The best and most practical option is a surgical repair. The use of a truss (a surgical belt) is not recommended as they frequently do more harm than good.

In all hernia operations, the aim is to return the protruding contents into the abdomen (“reducing the hernia”) followed by repair of the torn muscle. When the defect in the muscle is relatively small, repair can be achieved by simple stitching in one or more layers. When the defect is larger, it is better to reinforce the damaged area using sheets of synthetic material called mesh.

Most meshes are made of surgical plastic or specially processed animal tissue. They do not dissolve but are gradually incorporated into the tissues and cannot be felt.

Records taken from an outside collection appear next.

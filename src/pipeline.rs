//! Per-buffer orchestration of the channel model.
//!
//! input -> modulate -> +noise -> demodulate -> echo -> output
//!
//! `PipelineDriver` owns every piece of DSP state. It is built once before the
//! stream starts and then only mutated in place from the audio callback.

use std::sync::Arc;
use std::time::Instant;

use crate::config::{Controls, PipelineConfig};
use crate::dsp::{CarrierOscillator, Demodulator, EchoLine, Modulator, NoiseSource};
use crate::error::Result;
use crate::recorder::RecordTap;
use crate::telemetry::{Metrics, Telemetry};

pub struct PipelineDriver {
    config: PipelineConfig,
    controls: Controls,
    oscillator: CarrierOscillator,
    modulator: Modulator,
    noise: NoiseSource,
    demodulator: Demodulator,
    echo: EchoLine,
    demodulated: Vec<f32>,
    demodulated_len: usize,
    recorder: Option<RecordTap>,
    telemetry: Arc<Telemetry>,
    last_metrics: Metrics,
}

impl PipelineDriver {
    /// Build all DSP state. `seed` fixes the channel noise sequence.
    pub fn new(
        config: PipelineConfig,
        controls: Controls,
        telemetry: Arc<Telemetry>,
        seed: Option<u64>,
    ) -> Result<Self> {
        config.validate()?;

        let noise_std = controls.snapshot().noise_std;
        let noise = match seed {
            Some(seed) => NoiseSource::with_seed(noise_std, seed),
            None => NoiseSource::new(noise_std),
        };

        Ok(Self {
            oscillator: CarrierOscillator::new(config.carrier_hz, config.sample_rate),
            modulator: Modulator::new(config.fm_deviation_hz),
            demodulator: Demodulator::new(&config),
            echo: EchoLine::new(config.echo_capacity(), config.echo_mix, config.echo_idle),
            demodulated: vec![0.0; config.buffer_size],
            demodulated_len: 0,
            noise,
            config,
            controls,
            recorder: None,
            telemetry,
            last_metrics: Metrics::default(),
        })
    }

    /// Send every processed buffer to `tap` while recording is on
    pub fn with_recorder(mut self, tap: RecordTap) -> Self {
        self.recorder = Some(tap);
        self
    }

    pub fn config(&self) -> &PipelineConfig {
        &self.config
    }

    pub fn oscillator(&self) -> &CarrierOscillator {
        &self.oscillator
    }

    pub fn echo(&self) -> &EchoLine {
        &self.echo
    }

    pub fn last_metrics(&self) -> Metrics {
        self.last_metrics
    }

    /// Demodulated samples of the last block, before echo
    pub fn demodulated(&self) -> &[f32] {
        &self.demodulated[..self.demodulated_len]
    }

    /// Process one device callback. Input longer than the configured buffer
    /// is run as consecutive buffer-sized blocks; output beyond the input
    /// length is zeroed.
    pub fn process(&mut self, input: &[f32], output: &mut [f32]) {
        let n = input.len().min(output.len());
        let (used, rest) = output.split_at_mut(n);
        rest.fill(0.0);

        let block = self.config.buffer_size;
        for (inp, out) in input[..n].chunks(block).zip(used.chunks_mut(block)) {
            self.process_block(inp, out);
        }
    }

    fn process_block(&mut self, input: &[f32], output: &mut [f32]) {
        // One control snapshot per block; changes land on block boundaries
        let control = **self.controls.load();
        self.noise.set_std_dev(control.noise_std);

        let start = Instant::now();
        let mut sanitized = 0u64;

        for (i, (&raw, out)) in input.iter().zip(output.iter_mut()).enumerate() {
            let x = if raw.is_finite() {
                raw.clamp(-1.0, 1.0)
            } else {
                sanitized += 1;
                0.0
            };

            let modulated = self.modulator.modulate(control.scheme, x, &mut self.oscillator);
            let received = modulated + self.noise.sample();
            let recovered = self
                .demodulator
                .demodulate(control.scheme, received, &self.oscillator);
            self.demodulated[i] = recovered;

            *out = if control.echo_enabled {
                self.echo.process(recovered)
            } else {
                self.echo.bypass(recovered)
            };
        }

        let duration_ms = input.len() as f64 / self.config.sample_rate as f64 * 1000.0;
        self.last_metrics = Metrics::new(start.elapsed(), duration_ms);
        self.demodulated_len = input.len();

        if control.recording {
            if let Some(tap) = self.recorder.as_mut() {
                if !tap.push(output) {
                    self.telemetry.note_dropped_record();
                }
            }
        }

        self.telemetry.record(self.last_metrics);
        if sanitized > 0 {
            self.telemetry.note_sanitized(sanitized);
        }
        self.telemetry
            .publish(&self.demodulated[..input.len()], output, control.scheme);
    }
}

#[cfg(test)]
mod tests {
    use super::*;
    use crate::config::{ControlState, EchoIdle, ModulationScheme};
    use ringbuf::traits::{Consumer, Observer, Split};
    use ringbuf::HeapRb;

    fn driver(control: ControlState) -> (PipelineDriver, Controls, Arc<Telemetry>) {
        let config = PipelineConfig::default();
        let controls = Controls::new(control);
        let telemetry = Arc::new(Telemetry::new(config.buffer_size));
        let driver =
            PipelineDriver::new(config, controls.clone(), telemetry.clone(), Some(7)).unwrap();
        (driver, controls, telemetry)
    }

    fn quiet(scheme: ModulationScheme) -> ControlState {
        ControlState {
            scheme,
            noise_std: 0.0,
            ..Default::default()
        }
    }

    #[test]
    fn test_am_zero_input_settles_to_rectified_carrier_level() {
        let (mut driver, _, _) = driver(quiet(ModulationScheme::Am));
        let input = vec![0.0f32; 256];
        let mut output = vec![0.0f32; 256];

        let mut first_block_end = 0.0;
        for i in 0..40 {
            driver.process(&input, &mut output);
            if i == 0 {
                first_block_end = output[255];
            }
        }

        // Low-pass starts at 0 (output -0.5) and rises to mean|0.5 sin| = 1/π
        let target = 1.0 / std::f32::consts::PI - 0.5;
        assert!(first_block_end > -0.5 && first_block_end < target);
        let mean = output.iter().sum::<f32>() / output.len() as f32;
        assert!((mean - target).abs() < 0.01, "mean {}", mean);
    }

    #[test]
    fn test_scheme_switch_keeps_carrier_time() {
        let (mut driver, controls, _) = driver(quiet(ModulationScheme::Am));
        let input = vec![0.2f32; 256];
        let mut output = vec![0.0f32; 256];

        driver.process(&input, &mut output);
        controls.set_scheme(ModulationScheme::Fm);
        driver.process(&input, &mut output);
        controls.set_scheme(ModulationScheme::Qam);
        driver.process(&input, &mut output);

        assert_eq!(driver.oscillator().elapsed_samples(), 768);
        let mut reference = CarrierOscillator::new(10_000.0, 44_100);
        for _ in 0..768 {
            reference.advance();
        }
        assert_eq!(driver.oscillator().tick(), reference.tick());
    }

    #[test]
    fn test_control_change_lands_on_block_boundary() {
        let (mut driver, controls, telemetry) = driver(quiet(ModulationScheme::Am));
        let input = vec![0.0f32; 512];
        let mut output = vec![0.0f32; 512];

        controls.set_scheme(ModulationScheme::Qam);
        driver.process(&input, &mut output);

        // Every QAM decision is ±0.5; an AM sample would not be
        assert!(output.iter().all(|&v| v == 0.5 || v == -0.5));
        assert_eq!(telemetry.stats().buffers, 2);
    }

    #[test]
    fn test_non_finite_input_is_sanitized() {
        let (mut driver, _, telemetry) = driver(quiet(ModulationScheme::Am));
        let mut input = vec![0.0f32; 256];
        input[3] = f32::NAN;
        input[10] = f32::INFINITY;
        input[20] = f32::NEG_INFINITY;
        let mut output = vec![0.0f32; 256];

        driver.process(&input, &mut output);
        assert!(output.iter().all(|v| v.is_finite()));
        assert_eq!(telemetry.stats().sanitized_samples, 3);
    }

    #[test]
    fn test_echo_freeze_across_toggle() {
        let mut control = quiet(ModulationScheme::Qam);
        control.echo_enabled = true;
        let (mut driver, controls, _) = driver(control);
        assert_eq!(driver.echo().cursor(), 0);

        let input = vec![0.3f32; 256];
        let mut output = vec![0.0f32; 256];
        driver.process(&input, &mut output);
        assert_eq!(driver.echo().cursor(), 256);

        controls.set_echo(false);
        driver.process(&input, &mut output);
        assert_eq!(driver.echo().cursor(), 256);
        assert_eq!(driver.config().echo_idle, EchoIdle::Freeze);

        controls.set_echo(true);
        driver.process(&input, &mut output);
        assert_eq!(driver.echo().cursor(), 512);
    }

    #[test]
    fn test_output_longer_than_input_is_zeroed() {
        let (mut driver, _, _) = driver(quiet(ModulationScheme::Qam));
        let input = vec![0.3f32; 100];
        let mut output = vec![9.0f32; 128];
        driver.process(&input, &mut output);
        assert!(output[100..].iter().all(|&v| v == 0.0));
        assert_eq!(driver.demodulated().len(), 100);
    }

    #[test]
    fn test_recorder_gets_output_only_while_recording() {
        let (driver, controls, _) = driver(quiet(ModulationScheme::Qam));
        let (producer, mut consumer) = HeapRb::<f32>::new(4096).split();
        let mut driver = driver.with_recorder(RecordTap::new(producer));

        let input = vec![0.3f32; 256];
        let mut output = vec![0.0f32; 256];
        driver.process(&input, &mut output);
        assert_eq!(consumer.occupied_len(), 0);

        controls.set_recording(true);
        driver.process(&input, &mut output);
        let mut recorded = vec![0.0f32; 256];
        assert_eq!(consumer.pop_slice(&mut recorded), 256);
        assert_eq!(recorded, output);
    }

    #[test]
    fn test_metrics_are_published() {
        let (mut driver, _, telemetry) = driver(quiet(ModulationScheme::Fm));
        let input = vec![0.1f32; 256];
        let mut output = vec![0.0f32; 256];
        driver.process(&input, &mut output);

        let metrics = driver.last_metrics();
        assert!(metrics.latency_ms >= 0.0);
        assert_eq!(telemetry.metrics(), metrics);
        let frame = telemetry.snapshot().unwrap();
        assert_eq!(frame.output, output);
        assert_eq!(frame.demodulated, driver.demodulated());
        assert_eq!(frame.scheme, ModulationScheme::Fm);
    }
}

Traditional vs Keyhole surgery

Implantation of mesh can be achieved by more than one method. In the traditional (or “open”) operation, an incision is made over the hernia, which is deepened through the layers until the defect is identified. The mesh is then implanted and fixed in place with stitches or clips, following which the outer layers are closed. Keyhole (or “laparoscopic”) operations are usually performed by inserting a telescope inside the abdomen and placing the mesh over the defect from the inside, again fixing the mesh with clips or stitches. As technology has evolved, most hernias are now amenable to laparoscopic repair. This even includes large incisional hernias.

Which operation is best for me?

This will, of course, be discussed and advised in any consultation. Keyhole operations leave less of a scar and tend to result in a quicker return to normal activity. They are, however, more complicated and therefore, more prone to complications such as bleeding.

The operation may be performed under general ("asleep") or local ("awake") anaesthesia. General anaesthesia is to be preferred in most instances (and for all keyhole procedures) unless there is a specific medical contra-indication as it is more relaxing for both patient and surgeon. In order to have a general anaesthetic, your stomach must be completely empty for at least 6 hours prior to the time of operation (no food or drink).

Hernia operations take from 45 minutes to 1 hour to perform. At the end of the operation, local anaesthetic will be injected into the wound to minimize pain. Sometimes after groin hernia, this results in numbness or even weakness spreading down the leg which resolves after a few hours.

What to expect after surgery

Inevitably, there will be some discomfort from the wounds but, depending on the type of operation, simple painkillers should be sufficient. The majority of hernias are now repaired as day-cases, not requiring overnight stay.

What are the potential complications?

Hernia surgery is very safe. In some instances, it is not possible to complete a keyhole operation and conversion to an open approach is required. Very occasionally, excessive bruising or swelling occurs which may necessitate a return trip to the operating theatre. A minority of patients react to the mesh by producing fluid around it. This appears as a painless swelling which resolves by itself after a number of weeks. Infection of the mesh is a rare but troublesome problem, virtually abolished by antibiotics given during surgery.

When can I drive?

Not for at least 1 week and thereafter when you feel fully in control.

When can I return to work?

This obviously depends on the operation you have had and your type of employment. For groin hernias, I normally recommend 2 weeks away from office duties and 4 - 6 weeks away from heavy manual work. Similarly, heavy gardening, lifting suitcases or vigorous gym exercise should be avoided for 4 weeks. These times may be reduced following a keyhole operation.

For all other activities, please allow common sense to prevail. In general, if you are causing discomfort in the wound then you are over-doing it.